Click here for a series of Hahn's political drawings
The clergy, the rich, the government, they all can drink his blood, but the people who buy newspapers just to see his newest drawing, adore him.
Albert Hahn, a young Dutch artist, suffering from consumption, is one of the outstanding political cartoonists of the 20th century.
In his short life (1877-1918) Hahn draws about 4,000 cartoons and many of them are still worth looking at.
He was deeply moved by the enormous poverty around him. In his drawings he attacked those he held responsible for this misery: factory owners, the church, large landowners, rack-renters, slumlords, politicians.
Hahn believed that the international labour movement eventually would bring peace and prosperity on earth. When the Great War broke out, in 1914, it came to him as an enormous dissapointment.
According to his friends Hahn nevertheless stayed a cheerful socialist, with a firm believe in the final victory. But his drawings tell a different story.
No Side
In the war Hahn takes no side, although he aims more often at German warlords than at their allied counterparts. The German Kaiser Wilhelm II is one of the villains whom he draws frequently.
But more often Hahn tries to draw a general view, with more attention for the human suffering than for the identity of the culprit.
For Hahn the essence of war is not the battle between the countries. He charges against war itself, the destruction and the killing — and he draws it as a direct consequence of the greedy economic system: War is the true face of capitalism. See the picture on the right: World On Fire (1915).

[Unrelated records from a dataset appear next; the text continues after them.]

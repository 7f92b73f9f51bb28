//! # Survey
//! Side by side comparison of flux models on a common energy grid.
//!
//! For each model the all-nucleon flux and the all-particle flux (both multiplied by
//! `E^2.5`), the neutron fraction and the mean log mass are evaluated. Points which a
//! model cannot provide, because they are outside of its validated range or because
//! the model has no per-nucleus information, are left empty.
//!
//! ```
//!     use crflux_core::flux::standard_models;
//!     use crflux_core::survey::survey;
//!
//!     let models = standard_models().unwrap();
//!     let rows = survey(&models, &[10.0, 1e3, 1e9]);
//!     assert_eq!(rows.len(), models.len());
//!     // Gaisser-Honda is not validated at 1e9 GeV
//!     let gh = rows.iter().find(|row| row.short_name == "GH").unwrap();
//!     assert!(gh.particle_flux_e25[1].is_some());
//!     assert!(gh.particle_flux_e25[2].is_none());
//! ```
use log::info;
use rayon::prelude::*;

use crate::constants::GAMMA_REL_DELTA;
use crate::flux::FluxModel;

/// Comparison quantities of a single model.
#[derive(Debug, Clone, PartialEq)]
pub struct ModelSurvey {
    /// Full name of the model.
    pub name: String,

    /// Short name of the model.
    pub short_name: String,

    /// Grid of energies in GeV, per nucleon for the nucleon quantities and per
    /// particle for the rest.
    pub energies: Vec<f64>,

    /// All-nucleon flux times `E^2.5`.
    pub nucleon_flux_e25: Vec<Option<f64>>,

    /// Spectral index of the all-nucleon flux.
    pub nucleon_gamma: Vec<Option<f64>>,

    /// Fraction of neutrons among all nucleons.
    pub neutron_fraction: Vec<Option<f64>>,

    /// All-particle flux times `E^2.5`.
    pub particle_flux_e25: Vec<Option<f64>>,

    /// Mean natural log of the mass number.
    pub ln_a: Vec<Option<f64>>,
}

impl ModelSurvey {
    /// Evaluate a single model.
    pub fn evaluate<M: FluxModel + ?Sized>(model: &M, energies: &[f64]) -> Self {
        let nucleon_flux_e25 = energies
            .iter()
            .map(|e| model.tot_nucleon_flux(*e).ok().map(|f| f * e.powf(2.5)))
            .collect();
        let nucleon_gamma = energies
            .iter()
            .map(|e| model.nucleon_gamma(*e, GAMMA_REL_DELTA).ok())
            .collect();
        let neutron_fraction = energies
            .iter()
            .map(|e| model.p_and_n_flux(*e).ok().map(|(p_frac, _, _)| 1.0 - p_frac))
            .collect();
        let particle_flux_e25 = energies
            .iter()
            .map(|e| model.total_flux(*e).ok().map(|f| f * e.powf(2.5)))
            .collect();
        let ln_a = energies.iter().map(|e| model.ln_a(*e).ok()).collect();
        Self {
            name: model.name().to_string(),
            short_name: model.short_name().to_string(),
            energies: energies.to_vec(),
            nucleon_flux_e25,
            nucleon_gamma,
            neutron_fraction,
            particle_flux_e25,
            ln_a,
        }
    }

    /// Number of grid points at which the all-nucleon flux is available.
    pub fn n_valid(&self) -> usize {
        self.nucleon_flux_e25.iter().flatten().count()
    }
}

/// Evaluate a collection of models in parallel, keeping the order of the models.
pub fn survey(models: &[Box<dyn FluxModel>], energies: &[f64]) -> Vec<ModelSurvey> {
    models
        .par_iter()
        .map(|model| {
            let row = ModelSurvey::evaluate(&**model, energies);
            info!(
                "{}: all-nucleon flux available at {} of {} energies",
                row.short_name,
                row.n_valid(),
                energies.len()
            );
            row
        })
        .collect()
}

#[cfg(test)]
mod tests {
    use super::*;
    use crate::flux::{
        HgVariant, HillasGaisser2012, NucleonFluxTable, PowerLaw, TabulatedNucleonFlux,
    };
    use crate::interpolation::log_grid;

    #[test]
    fn test_survey_domains() {
        let energies = log_grid(1.0, 1e11, 12).unwrap();
        let hg = HillasGaisser2012::new(HgVariant::H3a);
        let table = NucleonFluxTable::tabulate(&hg, 5.0, 2e6, 51).unwrap();
        let models: Vec<Box<dyn FluxModel>> = vec![
            Box::new(PowerLaw::simple_e27()),
            Box::new(hg),
            Box::new(TabulatedNucleonFlux::new("H3a table", table)),
        ];
        let rows = survey(&models, &energies);
        assert_eq!(rows[0].short_name, "E-2.7");
        assert_eq!(rows[0].n_valid(), 12);
        assert_eq!(rows[0].neutron_fraction[3], Some(0.0));
        assert_eq!(rows[0].ln_a[3], Some(0.0));
        let gamma = rows[0].nucleon_gamma[3].unwrap();
        assert!((gamma + 2.7).abs() < 1e-9);
        // the derivative needs points on both sides
        assert!(rows[0].nucleon_gamma[0].is_none());

        // iron can not be evaluated above 1e11 GeV
        assert!(rows[1].nucleon_flux_e25[9].is_some());
        assert!(rows[1].nucleon_flux_e25[10].is_none());
        assert!(rows[1].particle_flux_e25[11].is_some());

        // the table only provides nucleon quantities inside of its bounds
        assert_eq!(rows[2].n_valid(), 6);
        assert!(rows[2].particle_flux_e25.iter().all(Option::is_none));
        assert!(rows[2].ln_a.iter().all(Option::is_none));
    }
}
//! # Flux
//! Models of the primary cosmic ray flux at the top of the atmosphere.
//!
//! Every model implements [`FluxModel`], which evaluates the differential flux of a
//! single nucleus in (m^2 s sr GeV)^-1 at a laboratory energy in GeV, and derives
//! from that the all-particle flux, the all-nucleon flux, the proton/neutron split and
//! the mean logarithmic mass.
//!
//! There are a few families of models contained here:
//! [`PowerLaw`] and [`Thunman`] - Single and broken power laws for protons.
//! [`BenzviMontaruli`] - Broken power laws per mass group.
//! [`PolyGonato`] - Power laws with a rigidity dependent smooth knee.
//! [`HillasGaisser2012`], [`GaisserStanevTilav`] - Sums of populations with exponential
//! rigidity cutoffs.
//! [`GaisserHonda`] - Low energy fit to balloon data.
//! [`CombinedGHandHG`] - Gaisser-Honda joined to Hillas-Gaisser.
//! [`ZatsepinSokolskaya`] - Three classes of galactic sources in rigidity.
//! [`TabulatedNucleonFlux`] - Interpolated tables of the nucleon flux.
//!
//! Energies outside of the range in which a model has been validated are reported as
//! [`Error::OutOfDomain`]. The raw formulas may be extrapolated by explicitly wrapping
//! a model in [`Extrapolate`].
mod catalog;
mod combined;
mod gaisser_honda;
mod peters_cycle;
mod polygonato;
mod power_law;
mod tabulated;
mod zatsepin;

pub use catalog::*;
pub use combined::*;
pub use gaisser_honda::*;
pub use peters_cycle::*;
pub use polygonato::*;
pub use power_law::*;
pub use tabulated::*;
pub use zatsepin::*;

use serde::{Deserialize, Serialize};
use std::f64::consts::FRAC_PI_2;
use std::fmt::Debug;

use crate::constants::{E_MAX_DEFAULT, E_MIN_DEFAULT, MAX_DELTA_A};
use crate::errors::{CrfluxResult, Error};
use crate::species::Nucleus;

/// Closed interval of laboratory energies in GeV.
#[derive(Debug, Clone, Copy, PartialEq, Deserialize, Serialize)]
pub struct EnergyRange {
    /// Lowest validated energy.
    pub min: f64,

    /// Highest validated energy.
    pub max: f64,
}

impl EnergyRange {
    /// Construct a new range, requires `0 <= min < max`.
    pub fn new(min: f64, max: f64) -> CrfluxResult<Self> {
        if !(min >= 0.0 && max > min) {
            return Err(Error::ValueError(format!(
                "Invalid energy range [{}, {}].",
                min, max
            )));
        }
        Ok(Self { min, max })
    }

    /// Range shared by most of the models, 1 GeV to 1e11 GeV.
    pub const fn standard() -> Self {
        Self {
            min: E_MIN_DEFAULT,
            max: E_MAX_DEFAULT,
        }
    }

    /// All positive energies.
    pub const fn unbounded() -> Self {
        Self {
            min: 0.0,
            max: f64::INFINITY,
        }
    }

    /// Is the energy inside of the range, edges included.
    pub fn contains(&self, energy: f64) -> bool {
        energy >= self.min && energy <= self.max
    }

    /// Return an [`Error::OutOfDomain`] if the energy is not strictly positive, or not
    /// inside of the range.
    pub fn check(&self, energy: f64) -> CrfluxResult<f64> {
        if energy > 0.0 && energy.is_finite() && self.contains(energy) {
            return Ok(energy);
        }
        Err(Error::OutOfDomain {
            quantity: "energy",
            value: energy,
            min: self.min,
            max: self.max,
        })
    }
}

/// A model of the primary cosmic ray flux.
///
/// Implementers provide the raw formula through [`FluxModel::flux_unchecked`] together
/// with the list of modelled nuclei and the validated energy range. All of the public
/// quantities are provided methods which validate their inputs first.
pub trait FluxModel: Debug + Send + Sync {
    /// Full name of the model.
    fn name(&self) -> &str;

    /// Short name, typically used as a label or citation key.
    fn short_name(&self) -> &str;

    /// Nuclei or mass groups for which the model has parameters.
    fn nucleus_ids(&self) -> &[Nucleus];

    /// Validated range of laboratory energies of the nucleus in GeV.
    fn valid_range(&self, nucleus: Nucleus) -> EnergyRange;

    /// Evaluate the formula for a nucleus contained in [`FluxModel::nucleus_ids`],
    /// without any validation of the inputs.
    fn flux_unchecked(&self, nucleus: Nucleus, energy: f64) -> f64;

    /// Find the modelled nucleus which stands in for the requested one.
    ///
    /// If the nucleus is not modelled, the modelled nucleus with the closest id is used
    /// as long as the mass numbers differ by no more than 3.
    fn resolve_species(&self, nucleus: Nucleus) -> CrfluxResult<Nucleus> {
        let ids = self.nucleus_ids();
        if ids.contains(&nucleus) {
            return Ok(nucleus);
        }
        let closest = ids
            .iter()
            .min_by_key(|id| (id.id() as i64 - nucleus.id() as i64).abs())
            .ok_or(Error::UnsupportedSpecies(nucleus))?;
        if closest.a().abs_diff(nucleus.a()) > MAX_DELTA_A {
            return Err(Error::UnsupportedSpecies(nucleus));
        }
        Ok(*closest)
    }

    /// Flux of a single nucleus in (m^2 s sr GeV)^-1.
    ///
    /// # Arguments
    ///
    /// * `nucleus` - Requested nucleus, see [`FluxModel::resolve_species`].
    /// * `energy` - Laboratory energy of the nucleus in GeV.
    fn nucleus_flux(&self, nucleus: Nucleus, energy: f64) -> CrfluxResult<f64> {
        let resolved = self.resolve_species(nucleus)?;
        let energy = self.valid_range(resolved).check(energy)?;
        Ok(self.flux_unchecked(resolved, energy))
    }

    /// Flux of a single nucleus arriving under a zenith angle in radians.
    ///
    /// The primary flux at the top of the atmosphere is isotropic, the angle is
    /// validated to be between 0 and pi/2.
    fn nucleus_flux_at_zenith(
        &self,
        nucleus: Nucleus,
        energy: f64,
        zenith: f64,
    ) -> CrfluxResult<f64> {
        if !(0.0..=FRAC_PI_2).contains(&zenith) {
            return Err(Error::OutOfDomain {
                quantity: "zenith angle",
                value: zenith,
                min: 0.0,
                max: FRAC_PI_2,
            });
        }
        self.nucleus_flux(nucleus, energy)
    }

    /// Total flux of nuclei, the all-particle flux.
    ///
    /// # Arguments
    ///
    /// * `energy` - Laboratory energy of the particles in GeV.
    fn total_flux(&self, energy: f64) -> CrfluxResult<f64> {
        require_nucleus_data(self)?;
        self.nucleus_ids()
            .iter()
            .map(|id| self.nucleus_flux(*id, energy))
            .sum()
    }

    /// Total flux of nucleons, the all-nucleon flux.
    ///
    /// # Arguments
    ///
    /// * `energy` - Laboratory energy per nucleon in GeV.
    fn tot_nucleon_flux(&self, energy: f64) -> CrfluxResult<f64> {
        sum_nucleon_flux(self, energy)
    }

    /// Proton fraction, proton flux and neutron flux, counting the bound nucleons of
    /// every nucleus.
    ///
    /// # Arguments
    ///
    /// * `energy` - Laboratory energy per nucleon in GeV.
    fn p_and_n_flux(&self, energy: f64) -> CrfluxResult<(f64, f64, f64)> {
        sum_p_and_n_flux(self, energy)
    }

    /// Proton excess, `(p - n) / (p + n)`.
    ///
    /// Protons and neutrons are counted from the bound nucleons of every nucleus, so
    /// isoscalar nuclei only enter the denominator. The result therefore differs from
    /// the charge squared weighting of nuclei used in some older tabulations.
    fn delta_0(&self, energy: f64) -> CrfluxResult<f64> {
        let (_, p_flux, n_flux) = self.p_and_n_flux(energy)?;
        Ok((p_flux - n_flux) / (p_flux + n_flux))
    }

    /// Differential spectral index of the all-nucleon flux from a centered numerical
    /// derivative in log10.
    ///
    /// # Arguments
    ///
    /// * `energy` - Laboratory energy per nucleon in GeV.
    /// * `rel_delta` - Half width of the derivative relative to the energy.
    fn nucleon_gamma(&self, energy: f64, rel_delta: f64) -> CrfluxResult<f64> {
        log_slope(|e| self.tot_nucleon_flux(e), energy, rel_delta)
    }

    /// Differential spectral index of a single nucleus from a centered numerical
    /// derivative in log10.
    fn nucleus_gamma(&self, energy: f64, nucleus: Nucleus, rel_delta: f64) -> CrfluxResult<f64> {
        log_slope(|e| self.nucleus_flux(nucleus, e), energy, rel_delta)
    }

    /// Mean natural logarithm of the mass number, `<ln A>`.
    ///
    /// # Arguments
    ///
    /// * `energy` - Laboratory energy of the particles in GeV.
    fn ln_a(&self, energy: f64) -> CrfluxResult<f64> {
        require_nucleus_data(self)?;
        let mut weighted = 0.0;
        for id in self.nucleus_ids() {
            if *id == Nucleus::PROTON {
                continue;
            }
            weighted += (id.a() as f64).ln() * self.nucleus_flux(*id, energy)?;
        }
        let total = self.total_flux(energy)?;
        if total <= 0.0 {
            return Err(Error::ValueError(format!(
                "Model {} has no particle flux at {} GeV.",
                self.name(),
                energy
            )));
        }
        Ok(weighted / total)
    }
}

fn require_nucleus_data<M: FluxModel + ?Sized>(model: &M) -> CrfluxResult<()> {
    if model.nucleus_ids().is_empty() {
        return Err(Error::ValueError(format!(
            "Model {} does not provide fluxes of individual nuclei.",
            model.name()
        )));
    }
    Ok(())
}

/// All-nucleon flux summed over the nuclei of a model, `sum A^2 phi(A E)`.
fn sum_nucleon_flux<M: FluxModel + ?Sized>(model: &M, energy: f64) -> CrfluxResult<f64> {
    require_nucleus_data(model)?;
    model
        .nucleus_ids()
        .iter()
        .map(|id| {
            let a = id.a() as f64;
            Ok(a * a * model.nucleus_flux(*id, energy * a)?)
        })
        .sum()
}

fn sum_p_and_n_flux<M: FluxModel + ?Sized>(
    model: &M,
    energy: f64,
) -> CrfluxResult<(f64, f64, f64)> {
    require_nucleus_data(model)?;
    let mut p_flux = 0.0;
    let mut n_flux = 0.0;
    for id in model.nucleus_ids() {
        let (z, a) = id.z_a();
        let flux = a * model.nucleus_flux(*id, energy * a)?;
        p_flux += z * flux;
        n_flux += (a - z) * flux;
    }
    if p_flux + n_flux <= 0.0 {
        return Err(Error::ValueError(format!(
            "Model {} has no nucleon flux at {} GeV.",
            model.name(),
            energy
        )));
    }
    Ok((p_flux / (p_flux + n_flux), p_flux, n_flux))
}

fn log_slope<F>(flux: F, energy: f64, rel_delta: f64) -> CrfluxResult<f64>
where
    F: Fn(f64) -> CrfluxResult<f64>,
{
    if !(rel_delta > 0.0 && rel_delta < 1.0) {
        return Err(Error::ValueError(format!(
            "Relative derivative step must be in (0, 1), got {}.",
            rel_delta
        )));
    }
    let delta = rel_delta * energy;
    let upper = flux(energy + delta)?;
    let lower = flux(energy - delta)?;
    Ok((upper / lower).log10() / ((energy + delta) / (energy - delta)).log10())
}

/// Opt-in extrapolation of a model beyond its validated energy range.
///
/// The wrapped model is evaluated for every positive energy. Species validation is
/// unchanged. Tabulated models have nothing to extrapolate and keep their table
/// bounds.
///
/// ```
///     use crflux_core::prelude::*;
///     let model = GaisserHonda::new();
///     assert!(model.nucleus_flux(Nucleus::PROTON, 1e7).is_err());
///     let model = Extrapolate(model);
///     assert!(model.nucleus_flux(Nucleus::PROTON, 1e7).is_ok());
/// ```
#[derive(Debug, Clone)]
pub struct Extrapolate<M: FluxModel>(pub M);

impl<M: FluxModel> FluxModel for Extrapolate<M> {
    fn name(&self) -> &str {
        self.0.name()
    }

    fn short_name(&self) -> &str {
        self.0.short_name()
    }

    fn nucleus_ids(&self) -> &[Nucleus] {
        self.0.nucleus_ids()
    }

    fn valid_range(&self, _nucleus: Nucleus) -> EnergyRange {
        EnergyRange::unbounded()
    }

    fn flux_unchecked(&self, nucleus: Nucleus, energy: f64) -> f64 {
        self.0.flux_unchecked(nucleus, energy)
    }

    fn resolve_species(&self, nucleus: Nucleus) -> CrfluxResult<Nucleus> {
        self.0.resolve_species(nucleus)
    }

    fn tot_nucleon_flux(&self, energy: f64) -> CrfluxResult<f64> {
        if self.0.nucleus_ids().is_empty() {
            return self.0.tot_nucleon_flux(energy);
        }
        sum_nucleon_flux(self, energy)
    }

    fn p_and_n_flux(&self, energy: f64) -> CrfluxResult<(f64, f64, f64)> {
        if self.0.nucleus_ids().is_empty() {
            return self.0.p_and_n_flux(energy);
        }
        sum_p_and_n_flux(self, energy)
    }
}
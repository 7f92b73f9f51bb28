//! # Fitting
//! Root finding used to join flux models at their crossing energies.
mod newton;

pub use newton::{newton_raphson, newton_raphson_numeric};
use crflux_core::interpolation::log_grid;
use crflux_core::prelude::*;

fn init_logger() {
    let _ = env_logger::builder().is_test(true).try_init();
}

fn all_models() -> Vec<Box<dyn FluxModel>> {
    let mut models: Vec<Box<dyn FluxModel>> = ModelKind::ALL
        .iter()
        .map(|kind| kind.build().unwrap())
        .collect();
    models.push(Box::new(GaisserStanevTilav::new(GstVariant::FourGen, true)));
    models.push(Box::new(HillasGaisser2012::new_polygonato(HgVariant::H4a)));
    models
}

#[test]
fn flux_is_finite_and_non_negative() {
    init_logger();
    for model in all_models() {
        for id in model.nucleus_ids() {
            let range = model.valid_range(*id);
            for energy in log_grid(range.min, range.max, 60).unwrap() {
                let flux = model.nucleus_flux(*id, energy).unwrap();
                assert!(
                    flux.is_finite() && flux >= 0.0,
                    "{} {} at {}: {}",
                    model.short_name(),
                    id,
                    energy,
                    flux
                );
            }
        }
    }
}

#[test]
fn range_edges() {
    init_logger();
    for model in all_models() {
        for id in model.nucleus_ids() {
            let range = model.valid_range(*id);
            assert!(model.nucleus_flux(*id, range.min).is_ok());
            assert!(model.nucleus_flux(*id, range.max).is_ok());
            assert!(matches!(
                model.nucleus_flux(*id, range.min * (1.0 - 1e-6)),
                Err(Error::OutOfDomain { .. })
            ));
            assert!(matches!(
                model.nucleus_flux(*id, range.max * (1.0 + 1e-6)),
                Err(Error::OutOfDomain { .. })
            ));
            assert!(matches!(
                model.nucleus_flux(*id, f64::NAN),
                Err(Error::OutOfDomain { .. })
            ));
        }
    }
}

fn assert_decreasing(model: &dyn FluxModel, id: Nucleus, min: f64, max: f64) {
    let fluxes: Vec<f64> = log_grid(min, max, 100)
        .unwrap()
        .into_iter()
        .map(|e| model.nucleus_flux(id, e).unwrap())
        .collect();
    assert!(
        fluxes.windows(2).all(|w| w[1] < w[0]),
        "{} {}",
        model.short_name(),
        id
    );
}

#[test]
fn power_laws_decrease() {
    let models: Vec<Box<dyn FluxModel>> = vec![
        Box::new(PowerLaw::simple_e27()),
        Box::new(BenzviMontaruli::new()),
    ];
    for model in models {
        for id in model.nucleus_ids() {
            let range = model.valid_range(*id);
            assert_decreasing(model.as_ref(), *id, range.min, range.max);
        }
    }

    // the two branches of Thunman et al. do not meet, each one decreases on its own
    let model = Thunman::new();
    let range = model.valid_range(Nucleus::PROTON);
    let knee = model.transition;
    assert_decreasing(&model, Nucleus::PROTON, range.min, knee * (1.0 - 1e-12));
    assert_decreasing(&model, Nucleus::PROTON, knee, range.max);
    let below = model
        .nucleus_flux(Nucleus::PROTON, knee * (1.0 - 1e-12))
        .unwrap();
    let above = model.nucleus_flux(Nucleus::PROTON, knee).unwrap();
    assert!(above > below);
}

#[test]
fn power_law_reference_value() {
    let model = PowerLaw::new(
        "reference",
        Nucleus::PROTON,
        1.0,
        -2.7,
        1.0,
        EnergyRange::standard(),
    )
    .unwrap();
    let flux = model.nucleus_flux(Nucleus::PROTON, 10.0).unwrap();
    assert!((flux / 0.001995262315 - 1.0).abs() < 1e-6);
}

#[test]
fn unsupported_species_is_named() {
    let model = HillasGaisser2012::new(HgVariant::H3a);
    let err = model.nucleus_flux(Nucleus::MERCURY, 1e3).unwrap_err();
    assert_eq!(err, Error::UnsupportedSpecies(Nucleus::MERCURY));
    assert!(err.to_string().contains("20180"));

    let err = Thunman::new().nucleus_flux(Nucleus::HELIUM, 1e3).unwrap_err();
    assert!(err.to_string().contains("402"));
}

#[test]
fn conversion_round_trip() {
    let model = GaisserStanevTilav::new(GstVariant::ThreeGen, true);
    let energies = log_grid(1.0, 1e10, 101).unwrap();
    let particles = ParticleSpectrum::from_model(&model, &energies).unwrap();
    let nucleons = all_particle_to_all_nucleon(&particles).unwrap();
    let back = all_nucleon_to_all_particle(&nucleons).unwrap();

    for (id, flux) in particles.fluxes() {
        let a = id.a() as f64;
        let nucleon = nucleons.component(*id).unwrap();
        let converted = back.flux(*id).unwrap();
        for ((orig, per_nucleon), conv) in flux.iter().zip(nucleon.fluxes()).zip(converted) {
            assert!((per_nucleon / (a * a) - orig).abs() <= 1e-12 * orig.abs());
            assert!((conv - orig).abs() <= 1e-12 * orig.abs());
        }
    }
}

#[test]
fn combined_model_is_continuous() {
    init_logger();
    for variant in [HgVariant::H3a, HgVariant::H4a] {
        let model = CombinedGHandHG::new(variant).unwrap();
        for id in model.nucleus_ids() {
            let e_t = model.transition(*id).unwrap();
            let below = model.nucleus_flux(*id, e_t * (1.0 - 1e-10)).unwrap();
            let above = model.nucleus_flux(*id, e_t).unwrap();
            assert!((below / above - 1.0).abs() < 1e-6, "{} {}", variant, id);
        }
    }
}

#[test]
fn extrapolation_is_opt_in() {
    let model = ZatsepinSokolskaya::new(ZsVariant::Pamela);
    assert!(model.tot_nucleon_flux(1e6).is_err());
    let wide = Extrapolate(model.clone());
    let flux = wide.tot_nucleon_flux(1e6).unwrap();
    assert!(flux > 0.0 && flux.is_finite());
    assert_eq!(
        wide.nucleus_flux(Nucleus::PROTON, 100.0).unwrap(),
        model.nucleus_flux(Nucleus::PROTON, 100.0).unwrap()
    );
    assert!(wide.nucleus_flux(Nucleus::MERCURY, 100.0).is_err());
}

#[test]
fn tabulated_model_from_file() {
    init_logger();
    let dir = std::env::temp_dir().join("crflux_integration_tables");
    let _ = std::fs::remove_dir_all(&dir);
    std::fs::create_dir_all(&dir).unwrap();

    let model = GaisserStanevTilav::new(GstVariant::FourGen, false);
    let table = NucleonFluxTable::tabulate(&model, 1.0, 1e9, 181).unwrap();
    let _ = table.save(dir.join("GSF_table_20240301.bin")).unwrap();

    let tab = TabulatedNucleonFlux::from_dir(&dir).unwrap();
    assert_eq!(tab.short_name(), "GSF");
    let exact = model.tot_nucleon_flux(100.0).unwrap();
    let approx = tab.tot_nucleon_flux(100.0).unwrap();
    assert!((approx / exact - 1.0).abs() < 1e-3);
    assert!(tab.delta_0(100.0).unwrap() > 0.0);
}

His cartoons were used and published all over the world - in almost all belligerent countries (although most countries were rather selective in which drawings they choose to print).
In his own country the goverment did not like his outspoken war drawings because they jeopardized the unsteady neutralism of the Netherlands. Germany several times protested against the way Hahn depicted the Kaiser.
Last Drawing
Hahn was born in the city of Groningen, in the north of the Netherlands. As a child he contracted tuberculosis and he was ill most of his life. He died during a tuberculosis attack on 3 August 1918. He was 41 years old.
On this very same day his favorite weekly De Notekraker (the nutcracker) published his last cartoon.
This last drawing (picture on the right) shows a skeleton in a harnassed uniform, standing near a gun. In the background numerous graves. The sky is black. The caption reads:
After four years of war - militarism speaks: "Have trust in me. I do not work fast, but the peace I will bring eventually will be very complete."